RAW DATA Start Marker

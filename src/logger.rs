//! Logging utilities with a module prefix.
//!
//! This module provides:
//! - `log!` macro for formatted output with a colored `[module]` prefix
//! - `debug!` macro that only prints in verbose mode
//!
//! Native builds write to stderr. With the `web` backend on wasm32 the
//! message goes to the browser console, routed by module name:
//! `error` uses `console.error`, `warning` uses `console.warn`.
//!
//! # Example
//!
//! ```ignore
//! log!("warning"; "no IntersectionObserver, lazy loading disabled");
//! debug!("reveal"; "unveiled {:?}", element);
//! ```

use owo_colors::OwoColorize;
use std::sync::atomic::{AtomicBool, Ordering};

/// Global verbose flag
static VERBOSE: AtomicBool = AtomicBool::new(false);

/// Set verbose mode globally
pub fn set_verbose(v: bool) {
    VERBOSE.store(v, Ordering::SeqCst);
}

/// Check if verbose mode is enabled
pub fn is_verbose() -> bool {
    VERBOSE.load(Ordering::SeqCst)
}

// ============================================================================
// Log Macro
// ============================================================================

/// Log a message with a colored module prefix
///
/// # Usage
/// ```ignore
/// log!("module"; "message with {} formatting", args);
/// ```
#[macro_export]
macro_rules! log {
    ($module:expr; $($arg:tt)*) => {{
        $crate::logger::log($module, &format!($($arg)*))
    }};
}

/// Log a debug message (only shown when verbose mode is enabled)
///
/// # Usage
/// ```ignore
/// debug!("module"; "debug info: {}", value);
/// ```
#[macro_export]
macro_rules! debug {
    ($module:expr; $($arg:tt)*) => {{
        if $crate::logger::is_verbose() {
            $crate::logger::log($module, &format!($($arg)*))
        }
    }};
}

// ============================================================================
// Helper Functions
// ============================================================================

/// Log a message with a module prefix
#[inline]
pub fn log(module: &str, message: &str) {
    #[cfg(test)]
    capture::record(module, message);

    write_line(module, message);
}

#[cfg(not(all(feature = "web", target_arch = "wasm32")))]
fn write_line(module: &str, message: &str) {
    use std::io::Write;

    let prefix = colorize_prefix(module, &module.to_ascii_lowercase());
    let mut stderr = std::io::stderr().lock();
    writeln!(stderr, "{prefix} {message}").ok();
}

#[cfg(all(feature = "web", target_arch = "wasm32"))]
fn write_line(module: &str, message: &str) {
    let line = wasm_bindgen::JsValue::from_str(&format!("[{module}] {message}"));
    match module.to_ascii_lowercase().as_str() {
        "error" => web_sys::console::error_1(&line),
        "warning" => web_sys::console::warn_1(&line),
        _ => web_sys::console::log_1(&line),
    }
}

/// Apply color to a module prefix based on module type
#[inline]
#[cfg_attr(all(feature = "web", target_arch = "wasm32"), allow(dead_code))]
fn colorize_prefix(module: &str, module_lower: &str) -> String {
    let prefix = format!("[{module}]");
    match module_lower {
        "error" => prefix.bright_red().bold().to_string(),
        "warning" => prefix.bright_yellow().bold().to_string(),
        _ => prefix.bright_blue().bold().to_string(),
    }
}

// ============================================================================
// Capture (tests only)
// ============================================================================

/// Per-thread log capture so tests can assert on emitted messages.
#[cfg(test)]
pub(crate) mod capture {
    use std::cell::RefCell;

    thread_local! {
        static LINES: RefCell<Option<Vec<(String, String)>>> = const { RefCell::new(None) };
    }

    pub(crate) fn record(module: &str, message: &str) {
        LINES.with(|lines| {
            if let Some(lines) = lines.borrow_mut().as_mut() {
                lines.push((module.to_string(), message.to_string()));
            }
        });
    }

    /// Start capturing log lines on the current thread.
    pub(crate) fn start() {
        LINES.with(|lines| *lines.borrow_mut() = Some(Vec::new()));
    }

    /// Stop capturing and return `(module, message)` pairs.
    pub(crate) fn take() -> Vec<(String, String)> {
        LINES.with(|lines| lines.borrow_mut().take().unwrap_or_default())
    }
}

// ============================================================================
// Tests
// ============================================================================

#[cfg(test)]
mod tests {
    use super::*;

    #[test]
    fn test_capture_records_module_and_message() {
        capture::start();
        crate::log!("error"; "fetch failed: {}", 404);
        let lines = capture::take();
        assert_eq!(lines, vec![("error".to_string(), "fetch failed: 404".to_string())]);
    }

    #[test]
    fn test_capture_inactive_by_default() {
        crate::log!("reveal"; "nothing to see");
        assert!(capture::take().is_empty());
    }

    #[test]
    fn test_colorize_prefix_keeps_module_name() {
        assert!(colorize_prefix("Error", "error").contains("[Error]"));
        assert!(colorize_prefix("watch", "watch").contains("[watch]"));
    }
}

RAW DATA End Marker

== PROBLEM TO WORK ON ==
What lines in the listing above contain the word "console"? Show each one.

== ANSWER TO THIS TASK ==
//! message goes to the browser console, routed by module name:
//! `error` uses `console.error`, `warning` uses `console.warn`.
        "error" => web_sys::console::error_1(&line),
        "warning" => web_sys::console::warn_1(&line),
        _ => web_sys::console::log_1(&line),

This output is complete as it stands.